--- Action item ---
Print every line of the data exactly as shown.

Materials provided START

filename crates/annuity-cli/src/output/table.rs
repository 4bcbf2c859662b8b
use annuity_core::format::format_currency;
use rust_decimal::Decimal;
use serde_json::{Map, Value};
use tabled::{builder::Builder, Table};

use super::{ordered_headers, row_array};

/// Format output as tables using the tabled crate. Monetary amounts are shown
/// the way the schedule is displayed to borrowers.
pub fn print_table(value: &Value) {
    match value {
        Value::Object(map) => {
            if let Some(Value::Object(summary)) = map.get("summary") {
                println!("Summary");
                print_fields(summary);
                println!();
            }
            if let Some(result) = map.get("result") {
                print_result_table(result, map);
            } else {
                print_fields(map);
            }
        }
        Value::Array(arr) => print_rows(arr),
        _ => println!("{}", format_value(value)),
    }
}

fn print_result_table(result: &Value, envelope: &Map<String, Value>) {
    match result {
        Value::Object(res_map) => {
            let rows = row_array(res_map);
            let scalars: Map<String, Value> = res_map
                .iter()
                .filter(|(key, _)| rows.map_or(true, |(name, _)| name != key.as_str()))
                .map(|(k, v)| (k.clone(), v.clone()))
                .collect();
            print_fields(&scalars);

            if let Some((name, rows)) = rows {
                println!("\n{}", name);
                print_rows(rows);
            }
        }
        other => println!("{}", format_value(other)),
    }

    if let Some(Value::Array(warnings)) = envelope.get("warnings") {
        if !warnings.is_empty() {
            println!("\nWarnings:");
            for w in warnings.iter().filter_map(Value::as_str) {
                println!("  - {}", w);
            }
        }
    }

    if let Some(Value::String(meth)) = envelope.get("methodology") {
        println!("\nMethodology: {}", meth);
    }
}

fn print_fields(map: &Map<String, Value>) {
    let mut builder = Builder::default();
    builder.push_record(["Field", "Value"]);
    for (key, val) in map {
        builder.push_record([key.as_str(), &format_value(val)]);
    }
    println!("{}", Table::from(builder));
}

fn print_rows(arr: &[Value]) {
    let Some(Value::Object(first)) = arr.first() else {
        for item in arr {
            println!("{}", format_value(item));
        }
        if arr.is_empty() {
            println!("(empty)");
        }
        return;
    };

    let headers = ordered_headers(first);
    let mut builder = Builder::default();
    builder.push_record(headers.clone());
    for map in arr.iter().filter_map(Value::as_object) {
        let row: Vec<String> = headers
            .iter()
            .map(|h| map.get(h.as_str()).map(format_value).unwrap_or_default())
            .collect();
        builder.push_record(row);
    }
    println!("{}", Table::from(builder));
}

/// Decimal strings are money in every loan output; render them as currency.
fn format_value(value: &Value) -> String {
    match value {
        Value::String(s) => match s.parse::<Decimal>() {
            Ok(amount) => format_currency(amount),
            Err(_) => s.clone(),
        },
        Value::Number(n) => n.to_string(),
        Value::Bool(b) => b.to_string(),
        Value::Null => "-".to_string(),
        Value::Array(arr) => arr.iter().map(format_value).collect::<Vec<_>>().join(", "),
        Value::Object(_) => serde_json::to_string(value).unwrap_or_default(),
    }
}
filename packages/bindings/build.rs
extern crate napi_build;

fn main() {
    napi_build::setup();
}
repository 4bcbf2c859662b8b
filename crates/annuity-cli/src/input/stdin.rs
use serde_json::Value;
use std::io::{self, Read};

/// JSON piped on stdin, or `None` when stdin is a terminal or empty.
pub fn read_stdin() -> Result<Option<Value>, Box<dyn std::error::Error>> {
    if atty::is(atty::Stream::Stdin) {
        return Ok(None);
    }

    let mut buffer = String::new();
    io::stdin().read_to_string(&mut buffer)?;

    match buffer.trim() {
        "" => Ok(None),
        json => Ok(Some(serde_json::from_str(json)?)),
    }
}
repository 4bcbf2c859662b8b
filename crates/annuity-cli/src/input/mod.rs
pub mod file;
pub mod stdin;
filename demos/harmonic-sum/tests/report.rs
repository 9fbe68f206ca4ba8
use harmonic_kernel::{Config, Error, Mode, Reduction};
use harmonic_sum::{banner, run};

fn parallel(terms: u64, workers: usize) -> Config {
    Config::new(
        terms,
        Mode::Parallel {
            workers,
            reduction: Reduction::Slots,
        },
    )
}

#[test]
fn test_run_sequential_report() {
    let report = run(&Config::new(4, Mode::Sequential)).unwrap();
    let text = report.render();

    assert!(text.contains("Computation completed!\n"));
    assert!(text.contains("Result: 2.08333333333333303727\n"));

    let timing = text
        .lines()
        .find(|l| l.starts_with("Execution time: "))
        .unwrap();
    let secs: f64 = timing
        .trim_start_matches("Execution time: ")
        .trim_end_matches(" seconds")
        .parse()
        .unwrap();
    assert!(secs >= 0.0);
}

#[test]
fn test_run_parallel_report() {
    let report = run(&parallel(1, 1)).unwrap();
    assert!(report.render().contains("Result: 1.00000000000000000000\n"));

    let report = run(&parallel(10_000, 4)).unwrap();
    let seq = run(&Config::new(10_000, Mode::Sequential)).unwrap();
    assert!((report.result - seq.result).abs() < 1e-12);
}

#[test]
fn test_run_rejects_bad_config() {
    let err = run(&parallel(3, 4)).unwrap_err();
    let kernel = err.downcast_ref::<Error>().unwrap();
    assert!(matches!(kernel, Error::InvalidWorkers { workers: 4, terms: 3 }));
    assert!(format!("{:#}", err).starts_with("invalid harmonic sum configuration: "));
}

#[test]
fn test_banner_layout() {
    let text = banner(&parallel(10_000_000, 4));
    let lines: Vec<_> = text.lines().collect();
    assert_eq!(
        lines,
        [
            "================================================",
            "Harmonic Series Summation",
            "================================================",
            "Number of terms (N): 10000000",
            "Mode: Parallel (task pool)",
            "Number of threads: 4",
            "Reduction: slots",
            "================================================",
        ]
    );
}
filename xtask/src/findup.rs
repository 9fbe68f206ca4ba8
use std::path::{Path, PathBuf};

use crate::Result;

/// Nearest ancestor of `start` (inclusive) that contains `marker`.
fn ancestor_with(start: &Path, marker: &str) -> Option<PathBuf> {
    start
        .ancestors()
        .find(|dir| dir.join(marker).exists())
        .map(Path::to_path_buf)
}

/// The harmonic workspace root: the directory holding `matrix.yaml`.
///
/// Searches upwards from the current directory, then from this crate's
/// manifest directory.
pub fn workspace_root() -> Result<PathBuf> {
    let cwd = std::env::current_dir()?;
    ancestor_with(&cwd, "matrix.yaml")
        .or_else(|| ancestor_with(Path::new(env!("CARGO_MANIFEST_DIR")), "matrix.yaml"))
        .ok_or_else(|| "matrix.yaml not found (run from within the repo or pass --config)".into())
}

Materials provided END

--- Solution ---
filename crates/annuity-cli/src/output/table.rs
repository 4bcbf2c859662b8b
use annuity_core::format::format_currency;
use rust_decimal::Decimal;
use serde_json::{Map, Value};
use tabled::{builder::Builder, Table};

use super::{ordered_headers, row_array};

/// Format output as tables using the tabled crate. Monetary amounts are shown
/// the way the schedule is displayed to borrowers.
pub fn print_table(value: &Value) {
    match value {
        Value::Object(map) => {
            if let Some(Value::Object(summary)) = map.get("summary") {
                println!("Summary");
                print_fields(summary);
                println!();
            }
            if let Some(result) = map.get("result") {
                print_result_table(result, map);
            } else {
                print_fields(map);
            }
        }
        Value::Array(arr) => print_rows(arr),
        _ => println!("{}", format_value(value)),
    }
}

fn print_result_table(result: &Value, envelope: &Map<String, Value>) {
    match result {
        Value::Object(res_map) => {
            let rows = row_array(res_map);
            let scalars: Map<String, Value> = res_map
                .iter()
                .filter(|(key, _)| rows.map_or(true, |(name, _)| name != key.as_str()))
                .map(|(k, v)| (k.clone(), v.clone()))
                .collect();
            print_fields(&scalars);

            if let Some((name, rows)) = rows {
                println!("\n{}", name);
                print_rows(rows);
            }
        }
        other => println!("{}", format_value(other)),
    }

    if let Some(Value::Array(warnings)) = envelope.get("warnings") {
        if !warnings.is_empty() {
            println!("\nWarnings:");
            for w in warnings.iter().filter_map(Value::as_str) {
                println!("  - {}", w);
            }
        }
    }

    if let Some(Value::String(meth)) = envelope.get("methodology") {
        println!("\nMethodology: {}", meth);
    }
}

fn print_fields(map: &Map<String, Value>) {
    let mut builder = Builder::default();
    builder.push_record(["Field", "Value"]);
    for (key, val) in map {
        builder.push_record([key.as_str(), &format_value(val)]);
    }
    println!("{}", Table::from(builder));
}

fn print_rows(arr: &[Value]) {
    let Some(Value::Object(first)) = arr.first() else {
        for item in arr {
            println!("{}", format_value(item));
        }
        if arr.is_empty() {
            println!("(empty)");
        }
        return;
    };

    let headers = ordered_headers(first);
    let mut builder = Builder::default();
    builder.push_record(headers.clone());
    for map in arr.iter().filter_map(Value::as_object) {
        let row: Vec<String> = headers
            .iter()
            .map(|h| map.get(h.as_str()).map(format_value).unwrap_or_default())
            .collect();
        builder.push_record(row);
    }
    println!("{}", Table::from(builder));
}

/// Decimal strings are money in every loan output; render them as currency.
fn format_value(value: &Value) -> String {
    match value {
        Value::String(s) => match s.parse::<Decimal>() {
            Ok(amount) => format_currency(amount),
            Err(_) => s.clone(),
        },
        Value::Number(n) => n.to_string(),
        Value::Bool(b) => b.to_string(),
        Value::Null => "-".to_string(),
        Value::Array(arr) => arr.iter().map(format_value).collect::<Vec<_>>().join(", "),
        Value::Object(_) => serde_json::to_string(value).unwrap_or_default(),
    }
}
filename packages/bindings/build.rs
extern crate napi_build;

fn main() {
    napi_build::setup();
}
repository 4bcbf2c859662b8b
filename crates/annuity-cli/src/input/stdin.rs
use serde_json::Value;
use std::io::{self, Read};

/// JSON piped on stdin, or `None` when stdin is a terminal or empty.
pub fn read_stdin() -> Result<Option<Value>, Box<dyn std::error::Error>> {
    if atty::is(atty::Stream::Stdin) {
        return Ok(None);
    }

    let mut buffer = String::new();
    io::stdin().read_to_string(&mut buffer)?;

    match buffer.trim() {
        "" => Ok(None),
        json => Ok(Some(serde_json::from_str(json)?)),
    }
}
repository 4bcbf2c859662b8b
filename crates/annuity-cli/src/input/mod.rs
pub mod file;
pub mod stdin;
filename demos/harmonic-sum/tests/report.rs
repository 9fbe68f206ca4ba8
use harmonic_kernel::{Config, Error, Mode, Reduction};
use harmonic_sum::{banner, run};

fn parallel(terms: u64, workers: usize) -> Config {
    Config::new(
        terms,
        Mode::Parallel {
            workers,
            reduction: Reduction::Slots,
        },
    )
}

#[test]
fn test_run_sequential_report() {
    let report = run(&Config::new(4, Mode::Sequential)).unwrap();
    let text = report.render();

    assert!(text.contains("Computation completed!\n"));
    assert!(text.contains("Result: 2.08333333333333303727\n"));

    let timing = text
        .lines()
        .find(|l| l.starts_with("Execution time: "))
        .unwrap();
    let secs: f64 = timing
        .trim_start_matches("Execution time: ")
        .trim_end_matches(" seconds")
        .parse()
        .unwrap();
    assert!(secs >= 0.0);
}

#[test]
fn test_run_parallel_report() {
    let report = run(&parallel(1, 1)).unwrap();
    assert!(report.render().contains("Result: 1.00000000000000000000\n"));

    let report = run(&parallel(10_000, 4)).unwrap();
    let seq = run(&Config::new(10_000, Mode::Sequential)).unwrap();
    assert!((report.result - seq.result).abs() < 1e-12);
}

#[test]
fn test_run_rejects_bad_config() {
    let err = run(&parallel(3, 4)).unwrap_err();
    let kernel = err.downcast_ref::<Error>().unwrap();
    assert!(matches!(kernel, Error::InvalidWorkers { workers: 4, terms: 3 }));
    assert!(format!("{:#}", err).starts_with("invalid harmonic sum configuration: "));
}

#[test]
fn test_banner_layout() {
    let text = banner(&parallel(10_000_000, 4));
    let lines: Vec<_> = text.lines().collect();
    assert_eq!(
        lines,
        [
            "================================================",
            "Harmonic Series Summation",
            "================================================",
            "Number of terms (N): 10000000",
            "Mode: Parallel (task pool)",
            "Number of threads: 4",
            "Reduction: slots",
            "================================================",
        ]
    );
}
filename xtask/src/findup.rs
repository 9fbe68f206ca4ba8
use std::path::{Path, PathBuf};

use crate::Result;

/// Nearest ancestor of `start` (inclusive) that contains `marker`.
fn ancestor_with(start: &Path, marker: &str) -> Option<PathBuf> {
    start
        .ancestors()
        .find(|dir| dir.join(marker).exists())
        .map(Path::to_path_buf)
}

/// The harmonic workspace root: the directory holding `matrix.yaml`.
///
/// Searches upwards from the current directory, then from this crate's
/// manifest directory.
pub fn workspace_root() -> Result<PathBuf> {
    let cwd = std::env::current_dir()?;
    ancestor_with(&cwd, "matrix.yaml")
        .or_else(|| ancestor_with(Path::new(env!("CARGO_MANIFEST_DIR")), "matrix.yaml"))
        .ok_or_else(|| "matrix.yaml not found (run from within the repo or pass --config)".into())
}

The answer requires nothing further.